Queensland Brain Institute, University of Queensland, St Lucia, Queensland, Australia.
Hum Brain Mapp. 2020 Dec 15;41(18):5151-5163. doi: 10.1002/hbm.25181. Epub 2020 Sep 1.
The diagnostic criteria for schizophrenia comprise a diverse range of heterogeneous symptoms. As a result, individuals each present a distinct set of symptoms despite having the same overall diagnosis. Whilst previous machine learning studies have primarily focused on dichotomous patient-control classification, we predict the severity of each individual symptom on a continuum. We applied machine learning regression within a multi-modal fusion framework to fMRI and behavioural data acquired during an auditory oddball task in 80 schizophrenia patients.

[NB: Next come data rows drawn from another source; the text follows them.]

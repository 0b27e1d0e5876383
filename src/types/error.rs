//! Error and reporting types for the settlement engine
//!
//! This module defines the error type used across parsing, building, and
//! reconciliation, plus the numeric result codes attached to every reported
//! condition.
//!
//! # Error Categories
//!
//! - **File I/O Errors**: File not found, permission denied, etc.
//! - **Record Decode Errors**: Empty or malformed numeric fields
//! - **Build Errors**: Amounts that cannot be rendered into a fixed slot
//! - **Downstream Errors**: Store, scheduler, or queue failures
//!
//! Per-record field mismatches are deliberately *not* errors: the parsers
//! report them with a [`ResultCode`], mark the record invalid, and continue.

use thiserror::Error;

/// Main error type for the settlement engine
///
/// Represents the fatal failures of an operation. Recoverable per-record
/// conditions are reported as [`ParseWarning`]s instead so that valid data
/// in a partially-bad file is still committed.
#[derive(Debug, Clone, PartialEq, Error)]
pub enum SettlementError {
    /// File not found at the specified path
    ///
    /// Fatal for the file being processed, non-fatal for the caller's batch.
    #[error("File not found: {path}")]
    FileNotFound {
        /// The path that was not found
        path: String,
    },

    /// I/O error occurred while reading or writing files
    #[error("I/O error: {message}")]
    IoError {
        /// Description of the I/O error
        message: String,
    },

    /// CSV parsing error while loading outstanding redeemed deals
    #[error("CSV parse error{}: {message}", line.map(|l| format!(" at line {}", l)).unwrap_or_default())]
    ParseError {
        /// Line number where the error occurred (if available)
        line: Option<u64>,
        /// Description of the parsing error
        message: String,
    },

    /// A numeric field was empty where a value is required
    #[error("Empty numeric field '{field}'")]
    EmptyNumericField {
        /// Name of the offending field
        field: String,
    },

    /// A numeric field did not parse as an integer after overpunch decoding
    #[error("Invalid numeric field '{field}': '{value}'")]
    InvalidNumericField {
        /// Name of the offending field
        field: String,
        /// The raw value that failed to parse
        value: String,
    },

    /// An amount could not be rendered into its fixed-width slot
    ///
    /// Amounts in this domain are non-negative; a negative or
    /// out-of-range value is rejected rather than silently mangled.
    #[error("Invalid amount '{value}' for field '{field}'")]
    InvalidAmount {
        /// Name of the offending field
        field: String,
        /// The rejected value
        value: String,
    },

    /// A downstream collaborator (store, scheduler, queue) failed
    ///
    /// Propagated to the caller; the engine performs no internal retries.
    #[error("Downstream failure in {operation}: {message}")]
    Downstream {
        /// The collaborator operation that failed
        operation: String,
        /// Description of the failure
        message: String,
    },
}

impl From<std::io::Error> for SettlementError {
    fn from(error: std::io::Error) -> Self {
        SettlementError::IoError {
            message: error.to_string(),
        }
    }
}

impl From<csv::Error> for SettlementError {
    fn from(error: csv::Error) -> Self {
        let line = error.position().map(|pos| pos.line());

        SettlementError::ParseError {
            line,
            message: error.to_string(),
        }
    }
}

impl SettlementError {
    /// Create a FileNotFound error
    pub fn file_not_found(path: &str) -> Self {
        SettlementError::FileNotFound {
            path: path.to_string(),
        }
    }

    /// Create an EmptyNumericField error
    pub fn empty_numeric_field(field: &str) -> Self {
        SettlementError::EmptyNumericField {
            field: field.to_string(),
        }
    }

    /// Create an InvalidNumericField error
    pub fn invalid_numeric_field(field: &str, value: &str) -> Self {
        SettlementError::InvalidNumericField {
            field: field.to_string(),
            value: value.to_string(),
        }
    }

    /// Create an InvalidAmount error
    pub fn invalid_amount(field: &str, value: &str) -> Self {
        SettlementError::InvalidAmount {
            field: field.to_string(),
            value: value.to_string(),
        }
    }

    /// Create a Downstream error
    pub fn downstream(operation: &str, message: &str) -> Self {
        SettlementError::Downstream {
            operation: operation.to_string(),
            message: message.to_string(),
        }
    }
}

/// Numeric result codes attached to every reported condition
///
/// Malformed input never silently produces a wrong financial result: each
/// reportable condition carries one of these codes, both in the structured
/// log entry and in the [`ParseWarning`] handed back to the caller.
#[derive(Debug, Clone, Copy, PartialEq, Eq, Hash)]
pub enum ResultCode {
    /// Input file absent; no result produced for this file
    FileNotFound = 2001,
    /// A line ended before the field being read
    UnexpectedEndOfRecord = 2002,
    /// A record failed field validation and was kept as an invalid placeholder
    InvalidRecord = 2003,
    /// The file did not contain exactly one of an expected record type
    FileMissingExpectedRecord = 2004,
    /// The general acknowledgment reported the whole submission as rejected
    SubmissionRejected = 2101,
    /// A detail acknowledgment reported a single redemption as rejected
    RedeemedDealRejectedByPartner = 2102,
    /// A credit-status update targeted an earlier status than the stored one
    CreditStatusTooAdvanced = 2201,
    /// A payout-status update targeted an earlier status than the stored one
    PayoutStatusTooAdvanced = 2202,
    /// Parsed record count disagreed with the footer's declared count
    RecordCountMismatch = 2301,
    /// Parsed total amount disagreed with the footer's declared total
    TotalAmountMismatch = 2302,
}

impl ResultCode {
    /// The numeric code emitted in structured log entries
    pub fn code(self) -> u32 {
        self as u32
    }
}

/// A reported, recoverable condition encountered while processing a file
///
/// Warnings preserve what was logged so callers (and tests) can inspect the
/// outcome of a parse without capturing log output.
#[derive(Debug, Clone, PartialEq)]
pub struct ParseWarning {
    /// The numeric result code of the condition
    pub code: ResultCode,
    /// The 1-based line number, when the condition is tied to a line
    pub line: Option<u64>,
    /// Human-readable description
    pub message: String,
}

impl ParseWarning {
    /// Create a warning tied to a specific line
    pub fn at_line(code: ResultCode, line: u64, message: impl Into<String>) -> Self {
        ParseWarning {
            code,
            line: Some(line),
            message: message.into(),
        }
    }

    /// Create a file-level warning
    pub fn file_level(code: ResultCode, message: impl Into<String>) -> Self {
        ParseWarning {
            code,
            line: None,
            message: message.into(),
        }
    }
}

Brain activity was highly predictive of some, but not all symptoms, namely hallucinations, avolition, anhedonia and attention. Critically, each of these symptoms was associated with specific functional alterations across different brain regions. We also found that modelling symptoms as an ensemble of subscales was more accurate, specific and informative than models which predict compound scores directly. In principle, this approach is transferrable to any psychiatric condition or multi-dimensional diagnosis.

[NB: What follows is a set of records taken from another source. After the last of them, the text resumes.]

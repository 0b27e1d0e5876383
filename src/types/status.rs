//! Ordinal settlement lifecycle statuses
//!
//! Settlement files can arrive out of order or be reprocessed, so both
//! lifecycles here are strictly forward-moving: a later file may never move a
//! deal or reward *backwards*. The reconciliation engine compares statuses by
//! ordinal position (declaration order) and refuses regressions.

use serde::{Deserialize, Serialize};

/// Lifecycle of a redeemed deal's settlement credit
///
/// Declaration order is the ordinal order used by the monotonicity guard:
/// an update may only move a deal to a status that compares greater than or
/// equal to the stored one.
///
/// `RejectedByPartner` deliberately orders *below* `CreditGranted`: once a
/// credit has been granted, a stale rejection replayed from an old file must
/// not regress it.
#[derive(Debug, Clone, Copy, PartialEq, Eq, PartialOrd, Ord, Hash, Serialize, Deserialize)]
pub enum CreditStatus {
    /// The card authorization for the redeemed deal has been seen
    AuthorizationReceived,

    /// The processor's extract reported the transaction as settled
    ClearingReceived,

    /// The deal was included in an outbound PTS submission
    StatementCreditRequested,

    /// The processor acknowledged the submission but rejected this deal
    RejectedByPartner,

    /// The processor granted the statement credit
    CreditGranted,
}

/// Lifecycle of a referral/redemption reward payout
///
/// Same monotonicity contract as [`CreditStatus`]: declaration order is
/// ordinal order, and updates never move backwards. A rescinded payout stays
/// rescindable into `Paid` only by a genuinely later signal.
#[derive(Debug, Clone, Copy, PartialEq, Eq, PartialOrd, Ord, Hash, Serialize, Deserialize)]
pub enum RewardPayoutStatus {
    /// Payout scheduled but not yet payable
    Pending,

    /// Payout cancelled by a reversal before becoming payable
    Rescinded,

    /// Payout issued
    Paid,
}

#[cfg(test)]
mod tests {
    use super::*;

    #[test]
    fn test_credit_status_ordering_is_monotonic() {
        assert!(CreditStatus::AuthorizationReceived < CreditStatus::ClearingReceived);
        assert!(CreditStatus::ClearingReceived < CreditStatus::StatementCreditRequested);
        assert!(CreditStatus::StatementCreditRequested < CreditStatus::RejectedByPartner);
        assert!(CreditStatus::RejectedByPartner < CreditStatus::CreditGranted);
    }

    #[test]
    fn test_rejection_does_not_outrank_granted_credit() {
        // A replayed rejection must compare below an already-granted credit.
        assert!(CreditStatus::RejectedByPartner < CreditStatus::CreditGranted);
    }

    #[test]
    fn test_reward_payout_status_ordering() {
        assert!(RewardPayoutStatus::Pending < RewardPayoutStatus::Rescinded);
        assert!(RewardPayoutStatus::Rescinded < RewardPayoutStatus::Paid);
    }
}
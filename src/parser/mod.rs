//! Inbound fixed-width file parsers
//!
//! Both parsers follow the same shape: a state machine over the lines of one
//! file, dispatching each line by its leading record-type code to a field
//! decoder built on [`crate::codec::FieldCursor`]. A bad line never aborts a
//! parse: it is reported and the parser continues, so valid data in a
//! partially corrupt file is still returned.

pub mod acknowledgment;
pub mod extract;

pub use acknowledgment::{AcknowledgmentParser, ParsedAcknowledgment};
pub use extract::{ExtractParser, ParsedExtract};

use rust_decimal::Decimal;
use tracing::warn;

use crate::codec::{self, FieldCursor};
use crate::types::ResultCode;

/// Width of the leading record-type code on every inbound line
pub(crate) const RECORD_TYPE_WIDTH: usize = 1;

/// Decode an already-extracted amount field, invalidating the cursor on failure
///
/// A `None` input means the extract itself already failed (and latched the
/// cursor), so only a decode failure logs here.
pub(crate) fn decode_amount_field(
    cursor: &mut FieldCursor<'_>,
    field_name: &str,
    raw: Option<&str>,
) -> Decimal {
    match raw.map(|value| codec::decode_amount(field_name, value)) {
        Some(Ok(amount)) => amount,
        Some(Err(error)) => {
            warn!(
                code = ResultCode::InvalidRecord.code(),
                field = field_name,
                %error,
                "numeric field failed to decode"
            );
            cursor.invalidate();
            Decimal::ZERO
        }
        None => Decimal::ZERO,
    }
}

/// Decode an already-extracted integer field, invalidating the cursor on failure
pub(crate) fn decode_integer_field(
    cursor: &mut FieldCursor<'_>,
    field_name: &str,
    raw: Option<&str>,
) -> i64 {
    match raw.map(|value| codec::decode_integer(field_name, value)) {
        Some(Ok(value)) => value,
        Some(Err(error)) => {
            warn!(
                code = ResultCode::InvalidRecord.code(),
                field = field_name,
                %error,
                "numeric field failed to decode"
            );
            cursor.invalidate();
            0
        }
        None => 0,
    }
}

精神分裂症的诊断标准包含了多种多样的异质症状。因此,尽管具有相同的总体诊断,每个人呈现的症状也各不相同。虽然之前的机器学习研究主要集中在二分类的患者-对照分类上,但我们预测每个个体症状在连续体上的严重程度。我们在 fMRI 和行为数据的多模态融合框架内应用机器学习回归,这些数据是在 80 名精神分裂症患者进行听觉Oddball 任务期间获得的。大脑活动对某些但不是所有症状(即幻觉、意志缺乏、快感缺失和注意力)具有高度预测性。至关重要的是,这些症状中的每一个都与不同大脑区域的特定功能改变有关。我们还发现,将症状建模为子量表的集合比直接预测复合分数的模型更准确、更具体、更具信息量。原则上,这种方法可以转移到任何精神疾病或多维诊断。